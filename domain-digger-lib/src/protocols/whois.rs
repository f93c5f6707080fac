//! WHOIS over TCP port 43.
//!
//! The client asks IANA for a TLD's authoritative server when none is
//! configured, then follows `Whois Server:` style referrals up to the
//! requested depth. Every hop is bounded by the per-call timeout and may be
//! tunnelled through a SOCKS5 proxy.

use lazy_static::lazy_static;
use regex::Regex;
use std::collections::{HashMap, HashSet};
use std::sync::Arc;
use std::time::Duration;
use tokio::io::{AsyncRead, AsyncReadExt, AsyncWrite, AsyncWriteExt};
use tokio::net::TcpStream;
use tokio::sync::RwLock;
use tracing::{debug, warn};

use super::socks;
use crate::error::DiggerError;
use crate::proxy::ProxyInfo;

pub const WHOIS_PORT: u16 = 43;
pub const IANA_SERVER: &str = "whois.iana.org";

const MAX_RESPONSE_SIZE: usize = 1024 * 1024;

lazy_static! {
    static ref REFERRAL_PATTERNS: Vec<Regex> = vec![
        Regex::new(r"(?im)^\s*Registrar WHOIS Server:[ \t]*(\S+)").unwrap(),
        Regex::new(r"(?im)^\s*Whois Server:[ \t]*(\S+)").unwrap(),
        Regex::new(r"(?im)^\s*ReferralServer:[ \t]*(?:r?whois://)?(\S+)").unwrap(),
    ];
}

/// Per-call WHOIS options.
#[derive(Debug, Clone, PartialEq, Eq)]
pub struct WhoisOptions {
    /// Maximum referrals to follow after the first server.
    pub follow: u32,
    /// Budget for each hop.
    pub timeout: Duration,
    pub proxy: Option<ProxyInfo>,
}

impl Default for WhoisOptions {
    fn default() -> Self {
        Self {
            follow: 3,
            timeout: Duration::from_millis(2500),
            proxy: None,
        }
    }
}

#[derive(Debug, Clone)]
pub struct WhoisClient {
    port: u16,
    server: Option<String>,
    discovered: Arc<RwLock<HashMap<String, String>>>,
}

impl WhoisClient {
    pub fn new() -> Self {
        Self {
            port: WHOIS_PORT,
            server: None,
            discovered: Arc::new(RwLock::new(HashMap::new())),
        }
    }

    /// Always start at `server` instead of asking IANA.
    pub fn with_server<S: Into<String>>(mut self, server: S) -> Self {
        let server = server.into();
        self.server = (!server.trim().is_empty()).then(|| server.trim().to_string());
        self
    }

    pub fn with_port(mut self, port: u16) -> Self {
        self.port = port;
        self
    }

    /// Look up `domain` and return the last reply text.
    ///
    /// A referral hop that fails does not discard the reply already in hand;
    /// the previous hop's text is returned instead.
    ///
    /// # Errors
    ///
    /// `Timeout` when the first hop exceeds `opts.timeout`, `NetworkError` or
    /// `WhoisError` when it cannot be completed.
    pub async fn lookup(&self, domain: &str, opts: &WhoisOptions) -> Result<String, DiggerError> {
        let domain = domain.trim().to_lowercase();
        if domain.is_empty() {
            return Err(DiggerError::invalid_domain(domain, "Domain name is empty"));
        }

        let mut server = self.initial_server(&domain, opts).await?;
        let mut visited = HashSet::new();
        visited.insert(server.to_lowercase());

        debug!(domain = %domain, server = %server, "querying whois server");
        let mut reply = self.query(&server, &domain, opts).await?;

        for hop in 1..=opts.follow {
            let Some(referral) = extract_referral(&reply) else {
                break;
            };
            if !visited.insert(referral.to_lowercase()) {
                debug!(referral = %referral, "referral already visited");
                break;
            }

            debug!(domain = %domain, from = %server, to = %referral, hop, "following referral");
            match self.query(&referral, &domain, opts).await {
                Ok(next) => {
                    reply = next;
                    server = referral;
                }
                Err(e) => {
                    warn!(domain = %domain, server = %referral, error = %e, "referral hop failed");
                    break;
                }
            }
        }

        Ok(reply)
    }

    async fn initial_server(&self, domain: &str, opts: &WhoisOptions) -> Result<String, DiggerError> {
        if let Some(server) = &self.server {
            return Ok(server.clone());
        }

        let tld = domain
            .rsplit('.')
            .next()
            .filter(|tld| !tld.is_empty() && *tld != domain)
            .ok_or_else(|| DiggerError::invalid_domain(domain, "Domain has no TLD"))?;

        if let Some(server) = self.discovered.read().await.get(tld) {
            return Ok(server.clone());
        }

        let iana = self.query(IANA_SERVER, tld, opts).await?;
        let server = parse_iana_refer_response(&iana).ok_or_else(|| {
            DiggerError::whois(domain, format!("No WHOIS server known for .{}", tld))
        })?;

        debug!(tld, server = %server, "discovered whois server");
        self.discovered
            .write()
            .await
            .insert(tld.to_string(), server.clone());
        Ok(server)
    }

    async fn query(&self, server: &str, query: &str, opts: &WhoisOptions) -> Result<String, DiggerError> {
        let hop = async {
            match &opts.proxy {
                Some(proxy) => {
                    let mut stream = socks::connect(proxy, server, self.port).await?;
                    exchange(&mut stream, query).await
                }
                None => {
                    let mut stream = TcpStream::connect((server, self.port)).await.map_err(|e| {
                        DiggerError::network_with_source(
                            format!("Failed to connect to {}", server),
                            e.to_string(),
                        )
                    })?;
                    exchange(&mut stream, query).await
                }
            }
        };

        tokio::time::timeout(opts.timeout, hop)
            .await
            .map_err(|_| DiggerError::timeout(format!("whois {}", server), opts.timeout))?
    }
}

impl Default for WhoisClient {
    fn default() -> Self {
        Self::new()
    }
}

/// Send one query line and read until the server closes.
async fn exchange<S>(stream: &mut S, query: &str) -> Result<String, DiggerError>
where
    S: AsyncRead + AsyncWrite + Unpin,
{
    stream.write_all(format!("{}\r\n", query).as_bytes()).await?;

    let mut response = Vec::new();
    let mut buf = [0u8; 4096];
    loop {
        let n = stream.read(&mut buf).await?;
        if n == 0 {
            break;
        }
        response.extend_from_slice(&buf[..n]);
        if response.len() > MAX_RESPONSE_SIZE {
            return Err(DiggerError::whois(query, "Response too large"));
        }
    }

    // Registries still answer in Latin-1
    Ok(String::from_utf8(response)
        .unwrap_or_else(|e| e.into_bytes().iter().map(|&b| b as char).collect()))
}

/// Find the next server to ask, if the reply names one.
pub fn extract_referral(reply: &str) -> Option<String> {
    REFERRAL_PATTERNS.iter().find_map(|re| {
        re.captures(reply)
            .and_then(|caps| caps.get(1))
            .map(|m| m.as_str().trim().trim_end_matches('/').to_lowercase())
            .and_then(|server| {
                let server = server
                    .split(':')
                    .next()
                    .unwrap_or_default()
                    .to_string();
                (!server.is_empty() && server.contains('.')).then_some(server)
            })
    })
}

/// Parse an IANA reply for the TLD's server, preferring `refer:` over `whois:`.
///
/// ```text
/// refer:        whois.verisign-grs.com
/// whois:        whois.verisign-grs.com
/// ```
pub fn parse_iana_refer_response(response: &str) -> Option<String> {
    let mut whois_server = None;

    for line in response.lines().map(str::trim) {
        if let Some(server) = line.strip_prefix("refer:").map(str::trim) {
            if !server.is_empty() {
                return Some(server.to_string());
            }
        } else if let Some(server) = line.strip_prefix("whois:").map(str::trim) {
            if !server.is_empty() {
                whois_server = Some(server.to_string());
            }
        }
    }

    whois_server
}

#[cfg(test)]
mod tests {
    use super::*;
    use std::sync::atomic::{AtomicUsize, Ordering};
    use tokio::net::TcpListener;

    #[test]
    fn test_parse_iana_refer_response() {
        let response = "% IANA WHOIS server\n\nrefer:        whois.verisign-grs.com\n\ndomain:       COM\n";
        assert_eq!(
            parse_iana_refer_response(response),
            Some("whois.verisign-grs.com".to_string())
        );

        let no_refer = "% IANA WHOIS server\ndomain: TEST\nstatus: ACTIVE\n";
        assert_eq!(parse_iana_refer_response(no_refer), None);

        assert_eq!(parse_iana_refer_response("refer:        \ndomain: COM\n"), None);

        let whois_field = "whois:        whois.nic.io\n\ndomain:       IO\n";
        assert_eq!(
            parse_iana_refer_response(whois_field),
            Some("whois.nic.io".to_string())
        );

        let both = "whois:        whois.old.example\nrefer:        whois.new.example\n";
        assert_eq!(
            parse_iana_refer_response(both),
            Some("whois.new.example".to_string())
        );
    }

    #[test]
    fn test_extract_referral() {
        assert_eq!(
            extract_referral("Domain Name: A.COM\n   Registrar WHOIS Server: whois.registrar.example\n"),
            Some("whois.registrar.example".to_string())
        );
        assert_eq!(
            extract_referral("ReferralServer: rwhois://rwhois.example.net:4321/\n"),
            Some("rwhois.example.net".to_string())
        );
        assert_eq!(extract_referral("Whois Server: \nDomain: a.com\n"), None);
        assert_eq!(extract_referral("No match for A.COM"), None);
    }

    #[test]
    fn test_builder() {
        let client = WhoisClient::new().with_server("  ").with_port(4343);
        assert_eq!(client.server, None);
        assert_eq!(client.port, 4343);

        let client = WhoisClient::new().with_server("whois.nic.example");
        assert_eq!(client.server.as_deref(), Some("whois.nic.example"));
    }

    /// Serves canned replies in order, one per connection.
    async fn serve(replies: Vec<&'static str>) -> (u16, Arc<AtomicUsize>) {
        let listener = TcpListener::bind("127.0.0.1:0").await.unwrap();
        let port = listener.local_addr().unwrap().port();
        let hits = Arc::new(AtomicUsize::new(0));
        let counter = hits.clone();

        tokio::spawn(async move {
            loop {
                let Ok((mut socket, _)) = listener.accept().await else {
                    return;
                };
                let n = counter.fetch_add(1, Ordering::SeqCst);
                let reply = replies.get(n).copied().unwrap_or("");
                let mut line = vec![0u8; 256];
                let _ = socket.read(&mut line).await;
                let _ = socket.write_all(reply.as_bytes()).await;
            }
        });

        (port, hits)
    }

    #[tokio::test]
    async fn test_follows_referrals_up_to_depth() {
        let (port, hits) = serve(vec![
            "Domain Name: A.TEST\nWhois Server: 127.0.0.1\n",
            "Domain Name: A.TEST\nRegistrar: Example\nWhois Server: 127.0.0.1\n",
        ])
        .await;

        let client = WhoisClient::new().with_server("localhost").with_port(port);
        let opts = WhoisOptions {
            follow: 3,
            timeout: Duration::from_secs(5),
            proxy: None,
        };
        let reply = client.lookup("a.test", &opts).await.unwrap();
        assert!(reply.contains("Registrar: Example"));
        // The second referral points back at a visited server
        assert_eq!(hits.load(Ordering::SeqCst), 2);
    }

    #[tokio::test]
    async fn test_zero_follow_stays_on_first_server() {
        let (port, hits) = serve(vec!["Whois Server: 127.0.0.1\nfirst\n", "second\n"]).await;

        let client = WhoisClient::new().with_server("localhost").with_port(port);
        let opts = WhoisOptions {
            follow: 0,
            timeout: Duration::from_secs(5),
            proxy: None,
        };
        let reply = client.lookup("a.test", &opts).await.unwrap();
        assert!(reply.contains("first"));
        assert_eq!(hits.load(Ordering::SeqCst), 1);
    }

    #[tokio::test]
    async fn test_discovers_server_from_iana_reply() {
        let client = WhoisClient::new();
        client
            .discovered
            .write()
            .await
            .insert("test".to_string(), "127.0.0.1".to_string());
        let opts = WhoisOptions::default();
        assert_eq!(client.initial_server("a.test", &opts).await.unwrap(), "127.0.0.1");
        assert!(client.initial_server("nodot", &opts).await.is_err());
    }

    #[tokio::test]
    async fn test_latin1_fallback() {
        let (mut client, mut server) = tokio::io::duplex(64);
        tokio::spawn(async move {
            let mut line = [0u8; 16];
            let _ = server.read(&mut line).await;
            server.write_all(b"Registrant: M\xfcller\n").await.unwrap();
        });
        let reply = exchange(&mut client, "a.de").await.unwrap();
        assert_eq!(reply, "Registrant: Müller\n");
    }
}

* * *

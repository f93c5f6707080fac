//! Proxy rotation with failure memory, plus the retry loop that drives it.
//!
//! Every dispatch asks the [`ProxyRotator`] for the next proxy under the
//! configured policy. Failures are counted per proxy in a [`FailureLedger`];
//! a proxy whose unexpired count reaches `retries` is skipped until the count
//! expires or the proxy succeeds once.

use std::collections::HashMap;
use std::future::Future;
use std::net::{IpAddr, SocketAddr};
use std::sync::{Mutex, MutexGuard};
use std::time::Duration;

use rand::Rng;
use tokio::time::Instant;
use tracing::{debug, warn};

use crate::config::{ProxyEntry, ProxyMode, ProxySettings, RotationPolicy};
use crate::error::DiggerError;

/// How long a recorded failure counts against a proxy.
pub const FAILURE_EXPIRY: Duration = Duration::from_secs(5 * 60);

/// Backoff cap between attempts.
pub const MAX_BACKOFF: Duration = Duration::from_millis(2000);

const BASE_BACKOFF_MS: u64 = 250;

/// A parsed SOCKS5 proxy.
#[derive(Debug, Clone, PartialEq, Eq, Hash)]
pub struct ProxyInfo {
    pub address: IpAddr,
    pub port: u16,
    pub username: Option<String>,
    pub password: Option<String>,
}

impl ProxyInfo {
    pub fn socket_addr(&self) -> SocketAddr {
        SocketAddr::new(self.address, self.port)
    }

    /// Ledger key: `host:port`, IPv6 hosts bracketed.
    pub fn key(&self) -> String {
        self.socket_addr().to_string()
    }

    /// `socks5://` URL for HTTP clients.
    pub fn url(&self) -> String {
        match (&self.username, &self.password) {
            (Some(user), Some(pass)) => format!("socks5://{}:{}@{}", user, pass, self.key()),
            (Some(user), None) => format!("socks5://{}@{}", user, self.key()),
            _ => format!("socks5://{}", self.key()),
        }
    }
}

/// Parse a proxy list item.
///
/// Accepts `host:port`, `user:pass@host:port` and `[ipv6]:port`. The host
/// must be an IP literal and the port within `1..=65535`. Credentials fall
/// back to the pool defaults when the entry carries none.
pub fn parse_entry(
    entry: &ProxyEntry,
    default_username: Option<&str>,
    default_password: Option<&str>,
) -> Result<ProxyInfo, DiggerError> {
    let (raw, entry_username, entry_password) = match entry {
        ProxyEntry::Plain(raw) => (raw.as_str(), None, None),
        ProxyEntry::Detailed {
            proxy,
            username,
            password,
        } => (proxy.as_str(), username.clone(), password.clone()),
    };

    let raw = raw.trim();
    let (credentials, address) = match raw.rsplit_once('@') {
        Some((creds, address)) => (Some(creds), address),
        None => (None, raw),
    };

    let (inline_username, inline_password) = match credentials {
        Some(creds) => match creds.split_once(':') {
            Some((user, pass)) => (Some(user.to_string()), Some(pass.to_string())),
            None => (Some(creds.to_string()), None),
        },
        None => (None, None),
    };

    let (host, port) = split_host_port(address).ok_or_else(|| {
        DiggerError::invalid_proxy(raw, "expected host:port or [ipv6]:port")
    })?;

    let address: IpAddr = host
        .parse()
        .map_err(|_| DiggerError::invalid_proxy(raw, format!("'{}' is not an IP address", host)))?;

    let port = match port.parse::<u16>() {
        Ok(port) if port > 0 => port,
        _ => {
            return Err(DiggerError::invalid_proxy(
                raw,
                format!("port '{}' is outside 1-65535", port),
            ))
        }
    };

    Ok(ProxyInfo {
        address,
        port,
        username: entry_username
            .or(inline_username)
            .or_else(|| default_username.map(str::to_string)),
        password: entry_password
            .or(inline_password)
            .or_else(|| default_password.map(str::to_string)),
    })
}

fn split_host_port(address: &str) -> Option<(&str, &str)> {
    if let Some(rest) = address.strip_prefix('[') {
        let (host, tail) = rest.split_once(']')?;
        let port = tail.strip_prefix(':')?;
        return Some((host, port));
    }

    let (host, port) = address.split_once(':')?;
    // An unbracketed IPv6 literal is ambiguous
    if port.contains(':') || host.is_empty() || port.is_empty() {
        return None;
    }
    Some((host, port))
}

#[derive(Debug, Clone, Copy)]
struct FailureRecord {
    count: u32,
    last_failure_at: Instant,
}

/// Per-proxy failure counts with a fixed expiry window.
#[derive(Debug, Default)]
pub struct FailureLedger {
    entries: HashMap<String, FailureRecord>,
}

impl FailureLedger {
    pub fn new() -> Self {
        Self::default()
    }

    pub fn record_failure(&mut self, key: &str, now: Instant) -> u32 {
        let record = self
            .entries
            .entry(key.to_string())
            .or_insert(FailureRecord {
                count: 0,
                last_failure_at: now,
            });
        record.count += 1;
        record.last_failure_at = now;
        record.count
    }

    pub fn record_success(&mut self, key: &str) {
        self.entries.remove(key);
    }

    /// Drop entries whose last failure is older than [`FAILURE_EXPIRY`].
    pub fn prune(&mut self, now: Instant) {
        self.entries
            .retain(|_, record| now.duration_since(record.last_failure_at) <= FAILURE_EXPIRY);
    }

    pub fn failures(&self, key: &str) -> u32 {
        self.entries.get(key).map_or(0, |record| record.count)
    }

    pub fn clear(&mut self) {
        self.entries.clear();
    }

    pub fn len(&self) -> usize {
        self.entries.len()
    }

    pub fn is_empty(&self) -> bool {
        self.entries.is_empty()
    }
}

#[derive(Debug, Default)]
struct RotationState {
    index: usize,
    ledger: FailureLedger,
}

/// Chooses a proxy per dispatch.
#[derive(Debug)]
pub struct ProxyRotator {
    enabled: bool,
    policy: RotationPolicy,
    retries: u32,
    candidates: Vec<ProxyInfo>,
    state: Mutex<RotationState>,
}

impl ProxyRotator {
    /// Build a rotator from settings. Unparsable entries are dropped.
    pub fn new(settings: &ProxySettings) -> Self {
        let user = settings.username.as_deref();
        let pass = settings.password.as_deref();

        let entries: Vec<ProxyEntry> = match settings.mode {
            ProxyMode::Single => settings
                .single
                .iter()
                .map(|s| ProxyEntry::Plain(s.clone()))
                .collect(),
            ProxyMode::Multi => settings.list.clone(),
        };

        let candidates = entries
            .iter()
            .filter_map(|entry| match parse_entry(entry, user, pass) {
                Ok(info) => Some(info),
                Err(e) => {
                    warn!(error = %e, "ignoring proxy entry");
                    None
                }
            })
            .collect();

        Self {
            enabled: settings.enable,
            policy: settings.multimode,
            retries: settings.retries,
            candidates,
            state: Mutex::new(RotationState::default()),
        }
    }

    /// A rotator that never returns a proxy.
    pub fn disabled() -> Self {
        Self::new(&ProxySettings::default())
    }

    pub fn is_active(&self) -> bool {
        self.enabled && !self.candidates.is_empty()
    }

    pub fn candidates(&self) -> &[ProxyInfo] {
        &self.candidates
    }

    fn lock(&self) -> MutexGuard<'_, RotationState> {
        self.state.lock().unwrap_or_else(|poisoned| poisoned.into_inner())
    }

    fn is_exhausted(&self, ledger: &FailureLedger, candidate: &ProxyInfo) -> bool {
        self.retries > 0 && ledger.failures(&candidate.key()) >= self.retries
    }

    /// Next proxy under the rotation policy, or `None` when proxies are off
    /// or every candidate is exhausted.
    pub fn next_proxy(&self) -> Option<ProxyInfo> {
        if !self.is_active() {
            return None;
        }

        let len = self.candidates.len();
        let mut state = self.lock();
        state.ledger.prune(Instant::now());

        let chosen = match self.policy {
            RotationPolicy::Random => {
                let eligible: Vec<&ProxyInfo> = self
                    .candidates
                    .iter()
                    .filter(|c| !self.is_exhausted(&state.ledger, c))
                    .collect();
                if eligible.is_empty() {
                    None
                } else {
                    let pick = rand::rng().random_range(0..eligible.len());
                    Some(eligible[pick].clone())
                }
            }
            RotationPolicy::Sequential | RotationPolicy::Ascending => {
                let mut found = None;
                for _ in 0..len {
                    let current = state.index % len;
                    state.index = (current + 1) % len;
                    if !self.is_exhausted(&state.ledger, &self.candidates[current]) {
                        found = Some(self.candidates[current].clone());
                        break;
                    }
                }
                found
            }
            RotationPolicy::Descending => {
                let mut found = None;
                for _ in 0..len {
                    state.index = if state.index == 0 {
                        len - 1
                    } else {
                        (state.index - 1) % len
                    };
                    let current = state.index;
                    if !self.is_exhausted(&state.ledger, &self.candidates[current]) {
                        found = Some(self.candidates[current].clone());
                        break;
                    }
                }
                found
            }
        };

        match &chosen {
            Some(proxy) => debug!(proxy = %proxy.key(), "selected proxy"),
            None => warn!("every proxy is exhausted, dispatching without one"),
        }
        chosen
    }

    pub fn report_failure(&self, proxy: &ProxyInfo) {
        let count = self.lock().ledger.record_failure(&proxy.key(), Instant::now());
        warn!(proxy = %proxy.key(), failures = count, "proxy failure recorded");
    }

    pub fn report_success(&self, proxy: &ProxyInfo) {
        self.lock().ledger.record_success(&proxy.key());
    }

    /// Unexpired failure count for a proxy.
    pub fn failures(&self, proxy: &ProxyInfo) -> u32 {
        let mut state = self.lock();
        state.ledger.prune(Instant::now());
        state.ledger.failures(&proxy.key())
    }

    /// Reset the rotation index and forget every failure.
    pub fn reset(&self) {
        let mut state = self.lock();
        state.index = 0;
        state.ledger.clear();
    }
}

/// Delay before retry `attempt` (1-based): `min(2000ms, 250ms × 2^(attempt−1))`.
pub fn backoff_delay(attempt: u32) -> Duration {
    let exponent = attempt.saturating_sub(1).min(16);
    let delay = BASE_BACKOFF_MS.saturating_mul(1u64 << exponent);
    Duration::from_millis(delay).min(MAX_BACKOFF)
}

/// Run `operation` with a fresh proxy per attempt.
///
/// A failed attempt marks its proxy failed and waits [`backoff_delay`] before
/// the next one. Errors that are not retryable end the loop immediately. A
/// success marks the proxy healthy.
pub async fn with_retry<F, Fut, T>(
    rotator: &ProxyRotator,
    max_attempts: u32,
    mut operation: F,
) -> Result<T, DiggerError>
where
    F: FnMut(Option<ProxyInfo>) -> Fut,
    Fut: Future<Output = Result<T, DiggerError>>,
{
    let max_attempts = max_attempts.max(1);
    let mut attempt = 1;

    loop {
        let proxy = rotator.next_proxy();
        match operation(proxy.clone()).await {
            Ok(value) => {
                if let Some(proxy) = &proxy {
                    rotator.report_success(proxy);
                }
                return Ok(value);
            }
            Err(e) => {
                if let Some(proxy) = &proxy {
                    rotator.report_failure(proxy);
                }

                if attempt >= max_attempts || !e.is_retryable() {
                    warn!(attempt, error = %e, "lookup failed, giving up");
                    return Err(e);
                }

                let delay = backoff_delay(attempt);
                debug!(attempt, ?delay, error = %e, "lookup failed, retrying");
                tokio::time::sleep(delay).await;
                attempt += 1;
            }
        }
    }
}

WORK TASK:
Scan the material above for the word "visited". Copy each line where it occurs.

OUTPUT FOR THIS TASK:
        let mut visited = HashSet::new();
        visited.insert(server.to_lowercase());
            if !visited.insert(referral.to_lowercase()) {
                debug!(referral = %referral, "referral already visited");
        // The second referral points back at a visited server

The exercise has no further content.